Your assignment —
For the records below, work out the number of lines holding "warn" and reply with only that.
Start of Block
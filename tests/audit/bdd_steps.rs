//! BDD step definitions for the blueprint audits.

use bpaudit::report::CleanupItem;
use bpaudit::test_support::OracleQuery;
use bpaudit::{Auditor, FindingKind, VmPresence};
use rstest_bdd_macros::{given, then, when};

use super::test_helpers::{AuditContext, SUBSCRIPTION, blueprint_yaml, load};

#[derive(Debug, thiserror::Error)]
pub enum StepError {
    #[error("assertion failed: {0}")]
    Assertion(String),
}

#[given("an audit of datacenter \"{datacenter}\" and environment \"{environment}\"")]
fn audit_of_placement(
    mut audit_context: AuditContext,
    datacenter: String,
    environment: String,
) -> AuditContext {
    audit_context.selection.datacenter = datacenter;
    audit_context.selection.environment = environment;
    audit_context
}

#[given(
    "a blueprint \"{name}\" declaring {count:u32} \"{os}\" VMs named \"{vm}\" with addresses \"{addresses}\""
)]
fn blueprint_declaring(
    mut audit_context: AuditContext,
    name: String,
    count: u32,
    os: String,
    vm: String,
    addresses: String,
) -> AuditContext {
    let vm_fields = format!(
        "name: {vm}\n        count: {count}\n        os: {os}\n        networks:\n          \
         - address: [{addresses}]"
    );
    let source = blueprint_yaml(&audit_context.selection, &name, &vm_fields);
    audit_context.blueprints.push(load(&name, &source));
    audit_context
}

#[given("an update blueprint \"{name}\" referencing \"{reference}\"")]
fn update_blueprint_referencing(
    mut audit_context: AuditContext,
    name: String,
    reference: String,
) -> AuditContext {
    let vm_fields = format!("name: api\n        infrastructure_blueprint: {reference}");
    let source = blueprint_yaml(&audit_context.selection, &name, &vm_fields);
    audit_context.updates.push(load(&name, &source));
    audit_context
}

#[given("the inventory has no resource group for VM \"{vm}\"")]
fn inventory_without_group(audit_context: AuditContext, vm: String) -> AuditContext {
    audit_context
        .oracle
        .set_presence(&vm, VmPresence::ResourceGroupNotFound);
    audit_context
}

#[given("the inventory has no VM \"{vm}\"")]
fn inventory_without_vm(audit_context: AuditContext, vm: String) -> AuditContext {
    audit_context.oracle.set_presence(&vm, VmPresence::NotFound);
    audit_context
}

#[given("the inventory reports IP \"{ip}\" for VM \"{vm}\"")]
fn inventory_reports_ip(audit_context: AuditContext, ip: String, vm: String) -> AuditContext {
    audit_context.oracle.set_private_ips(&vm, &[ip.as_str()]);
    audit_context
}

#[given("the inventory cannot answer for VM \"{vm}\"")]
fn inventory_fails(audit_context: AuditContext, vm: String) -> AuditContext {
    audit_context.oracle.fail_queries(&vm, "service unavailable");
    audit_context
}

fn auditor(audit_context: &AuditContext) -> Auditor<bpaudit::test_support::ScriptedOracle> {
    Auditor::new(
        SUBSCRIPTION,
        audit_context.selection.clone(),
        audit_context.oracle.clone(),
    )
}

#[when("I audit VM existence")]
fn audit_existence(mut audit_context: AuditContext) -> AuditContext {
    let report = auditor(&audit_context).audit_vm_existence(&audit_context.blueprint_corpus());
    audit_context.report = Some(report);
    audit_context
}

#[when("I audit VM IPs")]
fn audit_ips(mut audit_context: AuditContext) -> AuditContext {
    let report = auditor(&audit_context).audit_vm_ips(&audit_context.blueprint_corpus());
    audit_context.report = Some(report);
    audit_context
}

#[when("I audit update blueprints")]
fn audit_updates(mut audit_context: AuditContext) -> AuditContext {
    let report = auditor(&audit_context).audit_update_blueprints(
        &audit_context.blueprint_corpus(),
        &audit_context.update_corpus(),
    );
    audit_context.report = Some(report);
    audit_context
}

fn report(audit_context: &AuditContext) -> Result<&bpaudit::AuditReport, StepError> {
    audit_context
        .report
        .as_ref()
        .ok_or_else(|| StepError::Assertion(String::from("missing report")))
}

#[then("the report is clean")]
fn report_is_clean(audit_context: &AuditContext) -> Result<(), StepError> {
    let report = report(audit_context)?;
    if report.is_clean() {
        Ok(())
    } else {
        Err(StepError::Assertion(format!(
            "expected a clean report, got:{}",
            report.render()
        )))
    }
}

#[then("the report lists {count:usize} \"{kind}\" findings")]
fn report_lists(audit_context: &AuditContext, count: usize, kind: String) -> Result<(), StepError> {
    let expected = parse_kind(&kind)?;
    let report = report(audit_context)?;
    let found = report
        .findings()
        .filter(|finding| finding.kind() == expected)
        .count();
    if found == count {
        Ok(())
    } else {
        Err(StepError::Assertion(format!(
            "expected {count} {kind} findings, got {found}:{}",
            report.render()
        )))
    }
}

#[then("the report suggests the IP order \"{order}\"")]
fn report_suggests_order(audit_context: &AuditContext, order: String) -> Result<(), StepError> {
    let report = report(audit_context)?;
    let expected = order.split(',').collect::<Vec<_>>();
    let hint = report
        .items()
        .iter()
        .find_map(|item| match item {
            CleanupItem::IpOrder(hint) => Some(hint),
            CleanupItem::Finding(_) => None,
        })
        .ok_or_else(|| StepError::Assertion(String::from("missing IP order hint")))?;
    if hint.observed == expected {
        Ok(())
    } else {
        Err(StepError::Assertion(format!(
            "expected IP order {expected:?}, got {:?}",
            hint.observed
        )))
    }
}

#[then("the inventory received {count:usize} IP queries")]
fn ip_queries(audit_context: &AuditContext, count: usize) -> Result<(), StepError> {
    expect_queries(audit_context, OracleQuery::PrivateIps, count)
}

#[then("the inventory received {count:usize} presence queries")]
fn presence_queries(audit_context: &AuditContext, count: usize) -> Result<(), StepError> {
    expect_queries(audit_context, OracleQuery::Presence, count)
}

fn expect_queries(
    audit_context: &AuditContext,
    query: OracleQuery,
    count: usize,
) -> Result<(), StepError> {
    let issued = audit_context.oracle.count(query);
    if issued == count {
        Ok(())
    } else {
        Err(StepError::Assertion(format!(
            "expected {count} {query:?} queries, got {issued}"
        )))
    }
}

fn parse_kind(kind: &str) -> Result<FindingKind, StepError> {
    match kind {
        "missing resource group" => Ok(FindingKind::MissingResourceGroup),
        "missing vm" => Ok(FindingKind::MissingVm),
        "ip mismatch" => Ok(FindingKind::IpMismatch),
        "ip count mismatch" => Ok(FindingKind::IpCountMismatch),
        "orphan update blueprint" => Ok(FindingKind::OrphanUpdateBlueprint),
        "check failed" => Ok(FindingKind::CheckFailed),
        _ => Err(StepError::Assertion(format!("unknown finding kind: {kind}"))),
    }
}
End of Block
Start of Block
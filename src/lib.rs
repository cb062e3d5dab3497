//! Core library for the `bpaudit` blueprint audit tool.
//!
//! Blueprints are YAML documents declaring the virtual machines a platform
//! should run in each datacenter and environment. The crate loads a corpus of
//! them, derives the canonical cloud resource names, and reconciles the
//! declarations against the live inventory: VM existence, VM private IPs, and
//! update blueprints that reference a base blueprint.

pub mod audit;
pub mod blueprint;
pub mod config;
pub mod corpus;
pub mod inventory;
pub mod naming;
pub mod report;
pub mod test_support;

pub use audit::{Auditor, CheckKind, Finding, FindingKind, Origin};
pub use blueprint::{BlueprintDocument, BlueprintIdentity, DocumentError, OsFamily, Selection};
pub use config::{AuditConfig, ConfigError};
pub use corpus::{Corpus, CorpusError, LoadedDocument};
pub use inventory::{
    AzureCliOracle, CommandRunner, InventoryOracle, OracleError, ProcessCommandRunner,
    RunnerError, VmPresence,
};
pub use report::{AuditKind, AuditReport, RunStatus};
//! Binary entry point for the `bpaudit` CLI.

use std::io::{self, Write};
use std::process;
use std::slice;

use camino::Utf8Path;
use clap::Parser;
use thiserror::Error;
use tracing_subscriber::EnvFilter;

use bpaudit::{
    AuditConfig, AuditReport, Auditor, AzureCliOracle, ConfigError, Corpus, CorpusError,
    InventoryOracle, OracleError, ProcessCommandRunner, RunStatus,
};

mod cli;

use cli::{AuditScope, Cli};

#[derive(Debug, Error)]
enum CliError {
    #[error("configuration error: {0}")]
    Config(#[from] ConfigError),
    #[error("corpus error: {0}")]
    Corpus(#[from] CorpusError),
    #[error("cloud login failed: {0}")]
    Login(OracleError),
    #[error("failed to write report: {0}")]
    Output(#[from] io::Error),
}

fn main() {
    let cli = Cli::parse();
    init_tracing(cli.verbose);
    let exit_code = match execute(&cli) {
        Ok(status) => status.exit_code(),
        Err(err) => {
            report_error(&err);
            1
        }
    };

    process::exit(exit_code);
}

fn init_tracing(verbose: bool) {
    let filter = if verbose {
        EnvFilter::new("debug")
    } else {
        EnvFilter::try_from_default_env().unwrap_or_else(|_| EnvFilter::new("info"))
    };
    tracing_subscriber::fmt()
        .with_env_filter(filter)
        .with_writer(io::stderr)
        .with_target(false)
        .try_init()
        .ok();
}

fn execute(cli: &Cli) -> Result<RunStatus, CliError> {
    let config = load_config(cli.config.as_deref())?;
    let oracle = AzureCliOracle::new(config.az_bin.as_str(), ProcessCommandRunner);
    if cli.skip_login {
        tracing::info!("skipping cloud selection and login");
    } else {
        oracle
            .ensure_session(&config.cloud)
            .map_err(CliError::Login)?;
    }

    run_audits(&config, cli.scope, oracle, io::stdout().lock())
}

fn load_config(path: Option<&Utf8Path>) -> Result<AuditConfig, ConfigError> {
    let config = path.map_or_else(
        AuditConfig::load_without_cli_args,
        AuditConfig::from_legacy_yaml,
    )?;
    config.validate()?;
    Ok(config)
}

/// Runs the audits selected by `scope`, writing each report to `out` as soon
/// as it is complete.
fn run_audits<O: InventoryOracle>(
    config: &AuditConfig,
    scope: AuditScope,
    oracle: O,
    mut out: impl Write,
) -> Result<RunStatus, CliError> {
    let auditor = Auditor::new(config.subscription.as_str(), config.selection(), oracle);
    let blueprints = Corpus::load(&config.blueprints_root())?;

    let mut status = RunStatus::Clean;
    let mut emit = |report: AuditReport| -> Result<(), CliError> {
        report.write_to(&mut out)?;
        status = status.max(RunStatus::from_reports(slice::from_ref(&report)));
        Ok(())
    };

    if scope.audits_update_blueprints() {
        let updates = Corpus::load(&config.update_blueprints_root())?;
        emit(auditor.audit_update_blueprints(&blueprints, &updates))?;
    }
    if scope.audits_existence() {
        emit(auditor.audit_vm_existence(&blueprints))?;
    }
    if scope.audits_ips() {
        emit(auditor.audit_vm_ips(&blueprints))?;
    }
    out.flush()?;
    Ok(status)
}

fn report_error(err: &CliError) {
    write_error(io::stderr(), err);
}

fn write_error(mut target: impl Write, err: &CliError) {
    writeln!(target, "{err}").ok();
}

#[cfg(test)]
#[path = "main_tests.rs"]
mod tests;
End of Block
Start of Block
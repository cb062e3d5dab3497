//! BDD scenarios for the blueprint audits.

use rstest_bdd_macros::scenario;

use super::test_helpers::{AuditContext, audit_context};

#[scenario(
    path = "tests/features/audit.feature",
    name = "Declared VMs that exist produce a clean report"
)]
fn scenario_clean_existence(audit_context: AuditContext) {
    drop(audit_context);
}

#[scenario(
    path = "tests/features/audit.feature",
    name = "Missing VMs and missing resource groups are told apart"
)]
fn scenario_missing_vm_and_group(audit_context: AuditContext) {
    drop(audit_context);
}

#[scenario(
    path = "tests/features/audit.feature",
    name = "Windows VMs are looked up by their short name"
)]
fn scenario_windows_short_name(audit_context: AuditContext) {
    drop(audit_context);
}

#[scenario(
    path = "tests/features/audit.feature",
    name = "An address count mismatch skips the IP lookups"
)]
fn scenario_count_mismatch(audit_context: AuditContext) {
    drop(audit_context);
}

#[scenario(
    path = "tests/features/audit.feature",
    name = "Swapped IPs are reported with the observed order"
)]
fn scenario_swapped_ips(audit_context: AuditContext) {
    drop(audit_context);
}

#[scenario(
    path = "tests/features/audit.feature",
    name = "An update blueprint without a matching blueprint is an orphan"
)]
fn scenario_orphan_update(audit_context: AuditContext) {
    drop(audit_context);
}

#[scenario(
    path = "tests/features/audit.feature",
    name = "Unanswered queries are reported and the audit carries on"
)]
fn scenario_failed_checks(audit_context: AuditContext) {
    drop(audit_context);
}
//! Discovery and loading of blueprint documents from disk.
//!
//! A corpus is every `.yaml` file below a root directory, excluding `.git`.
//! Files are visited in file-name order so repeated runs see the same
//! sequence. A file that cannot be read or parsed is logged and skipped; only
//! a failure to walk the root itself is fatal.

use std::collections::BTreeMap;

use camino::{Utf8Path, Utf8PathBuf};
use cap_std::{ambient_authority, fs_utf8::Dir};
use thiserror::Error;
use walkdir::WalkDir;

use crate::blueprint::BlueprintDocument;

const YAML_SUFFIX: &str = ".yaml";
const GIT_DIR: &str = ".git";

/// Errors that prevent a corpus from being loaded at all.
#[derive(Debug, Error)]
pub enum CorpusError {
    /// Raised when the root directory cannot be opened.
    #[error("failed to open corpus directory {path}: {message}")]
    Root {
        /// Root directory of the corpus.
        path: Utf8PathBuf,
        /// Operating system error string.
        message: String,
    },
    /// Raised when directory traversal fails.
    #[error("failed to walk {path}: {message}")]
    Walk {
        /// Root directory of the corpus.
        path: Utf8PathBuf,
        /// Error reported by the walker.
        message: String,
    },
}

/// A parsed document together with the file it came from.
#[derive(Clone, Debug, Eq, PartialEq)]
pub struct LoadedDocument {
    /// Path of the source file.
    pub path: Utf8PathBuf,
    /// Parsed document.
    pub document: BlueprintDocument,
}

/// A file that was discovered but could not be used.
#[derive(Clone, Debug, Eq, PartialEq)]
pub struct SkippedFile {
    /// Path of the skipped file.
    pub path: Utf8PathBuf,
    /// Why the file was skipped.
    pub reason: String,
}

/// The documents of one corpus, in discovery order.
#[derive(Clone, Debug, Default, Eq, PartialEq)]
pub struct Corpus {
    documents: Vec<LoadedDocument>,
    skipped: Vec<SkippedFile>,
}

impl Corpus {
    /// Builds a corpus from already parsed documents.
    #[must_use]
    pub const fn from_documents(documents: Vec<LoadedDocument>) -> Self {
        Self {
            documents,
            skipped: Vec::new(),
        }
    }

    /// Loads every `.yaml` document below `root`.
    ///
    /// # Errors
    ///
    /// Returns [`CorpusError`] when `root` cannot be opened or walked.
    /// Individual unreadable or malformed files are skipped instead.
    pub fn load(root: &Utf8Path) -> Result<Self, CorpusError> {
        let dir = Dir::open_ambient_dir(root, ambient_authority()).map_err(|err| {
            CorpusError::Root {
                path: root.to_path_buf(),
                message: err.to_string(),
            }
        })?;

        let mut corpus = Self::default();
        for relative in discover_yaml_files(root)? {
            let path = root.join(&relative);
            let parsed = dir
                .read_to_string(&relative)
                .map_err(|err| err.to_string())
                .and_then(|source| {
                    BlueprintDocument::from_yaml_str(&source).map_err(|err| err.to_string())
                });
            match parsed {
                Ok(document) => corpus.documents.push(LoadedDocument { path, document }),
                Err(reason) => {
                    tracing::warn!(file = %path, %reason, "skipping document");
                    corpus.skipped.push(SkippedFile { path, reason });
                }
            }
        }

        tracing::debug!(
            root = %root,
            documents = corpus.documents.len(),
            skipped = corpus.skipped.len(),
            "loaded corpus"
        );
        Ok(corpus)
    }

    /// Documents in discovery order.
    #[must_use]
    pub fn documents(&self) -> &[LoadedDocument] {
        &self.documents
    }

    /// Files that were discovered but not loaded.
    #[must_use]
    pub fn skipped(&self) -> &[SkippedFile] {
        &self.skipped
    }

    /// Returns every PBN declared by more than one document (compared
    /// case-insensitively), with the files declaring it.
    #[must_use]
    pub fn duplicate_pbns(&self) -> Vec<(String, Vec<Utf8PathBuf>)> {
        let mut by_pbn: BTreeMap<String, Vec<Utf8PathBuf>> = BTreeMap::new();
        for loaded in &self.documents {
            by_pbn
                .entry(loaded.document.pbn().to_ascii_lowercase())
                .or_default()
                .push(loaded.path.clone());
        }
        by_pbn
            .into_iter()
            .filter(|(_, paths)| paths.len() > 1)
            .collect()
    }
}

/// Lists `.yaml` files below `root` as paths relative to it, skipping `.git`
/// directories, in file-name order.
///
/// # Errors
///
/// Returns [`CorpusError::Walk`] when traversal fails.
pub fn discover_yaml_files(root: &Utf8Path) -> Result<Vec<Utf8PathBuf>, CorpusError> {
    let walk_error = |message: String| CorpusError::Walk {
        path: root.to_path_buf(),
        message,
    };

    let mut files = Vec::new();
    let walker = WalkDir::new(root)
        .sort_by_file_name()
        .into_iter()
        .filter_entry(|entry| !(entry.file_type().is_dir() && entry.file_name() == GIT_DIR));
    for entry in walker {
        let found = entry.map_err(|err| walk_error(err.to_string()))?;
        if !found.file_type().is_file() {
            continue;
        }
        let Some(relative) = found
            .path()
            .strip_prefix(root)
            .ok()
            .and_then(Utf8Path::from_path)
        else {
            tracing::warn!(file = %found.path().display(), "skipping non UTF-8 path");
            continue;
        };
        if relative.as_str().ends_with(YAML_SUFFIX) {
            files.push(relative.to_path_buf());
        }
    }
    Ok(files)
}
End of Block
Answer —
2